If you are self-employed, then all that stuff that the company will be doing for you if you were an employee now has to be done by you. So you have to project what your income is going to be for the entire year in advance and estimate your total tax liability including income tax, Social Security tax, and Medicare tax for the entire year. Then you pay one fourth of that amount to the government on a quarterly basis. April 15th is the first payment date, June 15th is the second payment date, September 15th is the third payment date, and then January 15th of the following year is the fourth estimated tax payment due date. These are considered quarterly payments, but they’re not in even calendar quarters. So what I suggest is, if you have an idea what your income is going to be - and it usually takes a few years of playing gigs and going through this to be able to get the hang of it - you need to come up with some sort of estimate as to what percentage of your revenue you’ll need to set aside to cover your tax burden.
BD: And the percentage can vary?
MW: It can vary greatly.
BD: Depending on how much you earn, your deductions, credits, and things like that?
MW: All those things make a difference, and so it’s not a number that even a CPA can tell you if you walk in on January and say, “Oh, gee. I’ve decided to start playing gigs. How much should I pay in?” There is no way to really know that answer for sure. You have to make a logical and reasonable estimation based on what you anticipate your income and deductions will be and you should refine your estimate throughout the year. If you buy an expensive piece of equipment during the year, that will have an impact on your estimate of taxes due. So it can vary greatly from year to year as well as during the year.
BD: I have friends that tell me I pay more taxes than them because I don’t buy as many tax deductible purchases like instruments. Are they right?

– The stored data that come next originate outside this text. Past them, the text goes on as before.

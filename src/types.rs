// Copyright (C) 2026 FZI Forschungszentrum Informatik
// SPDX-License-Identifier: Apache-2.0
//! Types shared by the [recorder][crate::recorder] and [bus][crate::bus]
//! monitor


use core::fmt;

/// Privilege level as reported in the RVFI `mode` field
///
/// Only machine mode is modelled.
#[derive(Copy, Clone, Default, Debug, Eq, PartialEq, Hash)]
pub enum Privilege {
    #[default]
    Machine,
}

impl From<Privilege> for u8 {
    fn from(p: Privilege) -> Self {
        match p {
            Privilege::Machine => 0b11,
        }
    }
}

/// Native register width as reported in the RVFI `ixl` field, encoded as for
/// `misa.MXL`
#[derive(Copy, Clone, Default, Debug, Eq, PartialEq, Hash)]
pub enum Xlen {
    #[default]
    Rv32,
}

impl From<Xlen> for u8 {
    fn from(xlen: Xlen) -> Self {
        match xlen {
            Xlen::Rv32 => 1,
        }
    }
}

/// Bus channel of a split-phase memory interface
#[derive(Copy, Clone, Debug, Eq, PartialEq, Hash)]
pub enum Channel {
    /// Instruction fetch
    Instruction,
    /// Data access
    Data,
}

impl fmt::Display for Channel {
    fn fmt(&self, f: &mut fmt::Formatter<'_>) -> fmt::Result {
        match self {
            Self::Instruction => write!(f, "ibus"),
            Self::Data => write!(f, "dbus"),
        }
    }
}
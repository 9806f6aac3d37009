// Copyright (C) 2026 FZI Forschungszentrum Informatik
// SPDX-License-Identifier: Apache-2.0
//! Core-internal signals consumed by the [`Recorder`][super::Recorder]

use crate::instruction::{Class, format};

/// Core-internal signals sampled in a single cycle
///
/// This trait is the single interface between a specific core and the
/// [`Recorder`][super::Recorder]. A core-specific probe maps whatever its
/// pipeline exposes to these signals. Signals some cores do not provide come
/// with defaults.
pub trait Probe {
    /// Whether an instruction retires in this cycle
    fn valid(&self) -> bool;

    /// Whether an exception or interrupt is taken in this cycle
    ///
    /// Together with [`trap`][Self::trap], this marks the next retired
    /// instruction as the first of a trap handler.
    fn exception(&self) -> bool {
        false
    }

    /// Whether the retiring instruction causes a synchronous trap
    fn trap(&self) -> bool {
        false
    }

    /// Instruction word of the retiring instruction
    fn insn(&self) -> u32;

    /// Decode [`Class`] of the retiring instruction
    ///
    /// By default, the class is decoded from [`insn`][Self::insn].
    fn class(&self) -> Class {
        Class::decode(self.insn())
    }

    /// Whether a conditional branch is taken
    fn branch_taken(&self) -> bool {
        false
    }

    /// Address of the retiring instruction
    fn pc(&self) -> u32;

    /// Target of a taken branch or jump
    fn jump_target(&self) -> u32;

    /// Address of the trap handler
    fn exception_vector(&self) -> u32;

    /// Data written to the register file, if the write port is enabled
    fn reg_write(&self) -> Option<u32>;

    /// Destination register of the register file write port
    ///
    /// By default, the destination is extracted from [`insn`][Self::insn].
    fn rd(&self) -> format::Register {
        format::rd(self.insn())
    }

    /// Data present on the two register file read ports
    fn reg_read(&self) -> [u32; 2];

    /// Data memory port
    fn data_mem(&self) -> DataMem;
}

/// Signals of a data memory port
#[derive(Copy, Clone, Debug, Default, PartialEq, Eq)]
pub struct DataMem {
    /// Byte select mask, only the lower 4 bits are meaningful
    pub sel: u8,
    pub addr: u32,
    /// Data read by a load
    pub rdata: u32,
    /// Data written by a store
    pub wdata: u32,
}

/// Plain [`Probe`] holding sampled signal values
///
/// If no `class` is given, it is decoded from `insn`.
#[derive(Copy, Clone, Debug, Default, PartialEq, Eq)]
pub struct CoreSignals {
    pub valid: bool,
    pub exception: bool,
    pub trap: bool,
    pub insn: u32,
    pub class: Option<Class>,
    pub branch_taken: bool,
    pub pc: u32,
    pub jump_target: u32,
    pub exception_vector: u32,
    pub reg_write: Option<u32>,
    pub rs1_rdata: u32,
    pub rs2_rdata: u32,
    pub data_mem: DataMem,
}

impl Probe for CoreSignals {
    fn valid(&self) -> bool {
        self.valid
    }

    fn exception(&self) -> bool {
        self.exception
    }

    fn trap(&self) -> bool {
        self.trap
    }

    fn insn(&self) -> u32 {
        self.insn
    }

    fn class(&self) -> Class {
        self.class.unwrap_or_else(|| Class::decode(self.insn))
    }

    fn branch_taken(&self) -> bool {
        self.branch_taken
    }

    fn pc(&self) -> u32 {
        self.pc
    }

    fn jump_target(&self) -> u32 {
        self.jump_target
    }

    fn exception_vector(&self) -> u32 {
        self.exception_vector
    }

    fn reg_write(&self) -> Option<u32> {
        self.reg_write
    }

    fn reg_read(&self) -> [u32; 2] {
        [self.rs1_rdata, self.rs2_rdata]
    }

    fn data_mem(&self) -> DataMem {
        self.data_mem
    }
}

MW: There is a common misconception that, “I’m going to cut my taxes, because I’m going to go out and buy a new amplifier for $1,000.00.” Well, that’s great and you may spend a $1,000.00 on an amplifier, but it may only save you $300.00 in taxes. So, if you really didn’t need an amplifier, you just wasted $700.00.
BD: You spend more money than you save in taxes.
MW: You’re exactly right. If you’re in the music business, or any other business, you should never make a purchase decision - by that I mean the decision as to whether or not to purchase something - solely because of taxes. Tax savings on items purchased are generally a percentage of what you spend, so you never recover the full amount of what you spend in the form of tax savings. Tax savings may need to be considered in terms of the timing of the purchase, however. For example, if you expect to be in a higher tax bracket next year, you may want to delay purchases until next year, if possible, to take advantage of greater tax savings on the purchase than you would receive if you made the purchase this year. In the final analysis, the reason to buy something is not just to save taxes. The reason to buy something is because purchasing the item will improve the profitability of your business.